M People's comeback set – to a quarter-full arena – has more padding that a soft furnishings outlet, writes Dave Simpson
  
  

M People at Manchester Arena
90s positivity … Heather Small of M People at Manchester Arena. Photograph: Gary Wolstenholme/Redferns via Getty Images Photograph: Gary Wolstenholme/Redferns via Getty Images

When M People's Elegant Slumming trounced the cream of Britpop to win the 1994 Mercury music prize, their multimillion-selling aspirational anthems captured the positivity of the 90s. New Labour rose to power in 1997 to the strains of Moving On Up ("Nothing can stop us"). But in today's climate of economic gloom and social hardship, the band's ambitious 20th-anniversary hometown comeback has produced a quarter-full arena.

"Come on Manchester," yells big-lunged singer Heather Small, perhaps feeling like she is trying to push a boulder up a hill. It certainly takes some chutzpah to sing One Night in Heaven in front of black curtains concealing empty seats.

It's not just the sentiment of the songs (lots of advertising-type platitudes about "respecting yourself" and "the strong survive") that sounds badly dated; the music does, too. Twenty years ago, former Hacienda DJ and Factory Records artist Mike Pickering's band sold a diet version of club culture to mainstream punters. But Italian house-style pianos and lite club grooves haven't been pop staples for years.

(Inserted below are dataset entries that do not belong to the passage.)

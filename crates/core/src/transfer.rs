//! Chunked object transfer
//!
//! Uploads send the object header, then the payload split into fixed-size
//! chunks, then close the stream and wait for the stored address. Downloads
//! send a single request and consume an origin message followed by payload
//! chunks until the stream ends. Both stop at the next suspension point once
//! the cancellation token fires.

use std::sync::atomic::{AtomicU64, Ordering};

use tokio::io::{AsyncRead, AsyncReadExt, AsyncWrite, AsyncWriteExt};
use tokio_util::sync::CancellationToken;

use crate::error::{TransferError, TransferStage, TransportError};
use crate::hash::{Accumulator, Hash};
use crate::ids::Address;
use crate::object::ObjectHeader;
use crate::token::{Token, Verb};
use crate::transport::{self, Channel, MAX_FRAME_SIZE, Message};

/// Default payload chunk size (3 MiB)
pub const DEFAULT_CHUNK_SIZE: usize = 3 * 1024 * 1024;

/// Room left in a frame for the token and message envelope
const CHUNK_ENVELOPE: usize = 64 * 1024;

/// Largest chunk whose hex-encoded message still fits in one frame
pub const MAX_CHUNK_SIZE: usize = (MAX_FRAME_SIZE - CHUNK_ENVELOPE) / 2;

/// Check a chunk size against `1..=MAX_CHUNK_SIZE`
pub fn check_chunk_size(size: usize) -> Result<usize, TransferError> {
    if (1..=MAX_CHUNK_SIZE).contains(&size) {
        Ok(size)
    } else {
        Err(TransferError::ChunkSize(size))
    }
}

/// Receives transfer progress
pub trait TransferObserver: Send + Sync {
    /// Transfer started; `total` is the expected payload size if known
    fn on_start(&self, _total: Option<u64>) {}

    /// `bytes` more payload bytes were sent or written
    fn on_progress(&self, _bytes: u64) {}

    fn on_finish(&self) {}
}

impl TransferObserver for () {}

/// Observer that only counts bytes
#[derive(Debug, Default)]
pub struct ByteCounter(AtomicU64);

impl ByteCounter {
    pub fn total(&self) -> u64 {
        self.0.load(Ordering::Relaxed)
    }
}

impl TransferObserver for ByteCounter {
    fn on_progress(&self, bytes: u64) {
        self.0.fetch_add(bytes, Ordering::Relaxed);
    }
}

/// Upload tuning
#[derive(Debug, Clone, Copy, PartialEq, Eq)]
pub struct UploadOptions {
    /// Maximum bytes per chunk message
    pub chunk_size: usize,
    /// Accumulate the homomorphic hash of the streamed payload
    pub hash: bool,
    /// Fail when the streamed byte count differs from the declared length
    pub strict_length: bool,
}

impl Default for UploadOptions {
    fn default() -> Self {
        Self {
            chunk_size: DEFAULT_CHUNK_SIZE,
            hash: true,
            strict_length: false,
        }
    }
}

Without enough hits to carry off a two-hour arena show, the set has more padding than a soft furnishings outlet. There are percussive workouts, extended sections, saxophone over everything and at one point Small actually yells "Are you still there?" into the mostly quiet audience. A particularly baffling jazzy fusion jam – performed while the singer changes from a red dress into a glitter suit – could convince even the most committed fan that they've arrived at the wrong gig.

The hits – especially Moving On Up – get the faithful on their feet. Small sings Search for the Hero ("inside yourself") with impressive gusto, perhaps because she's spent the last two hours doing exactly that.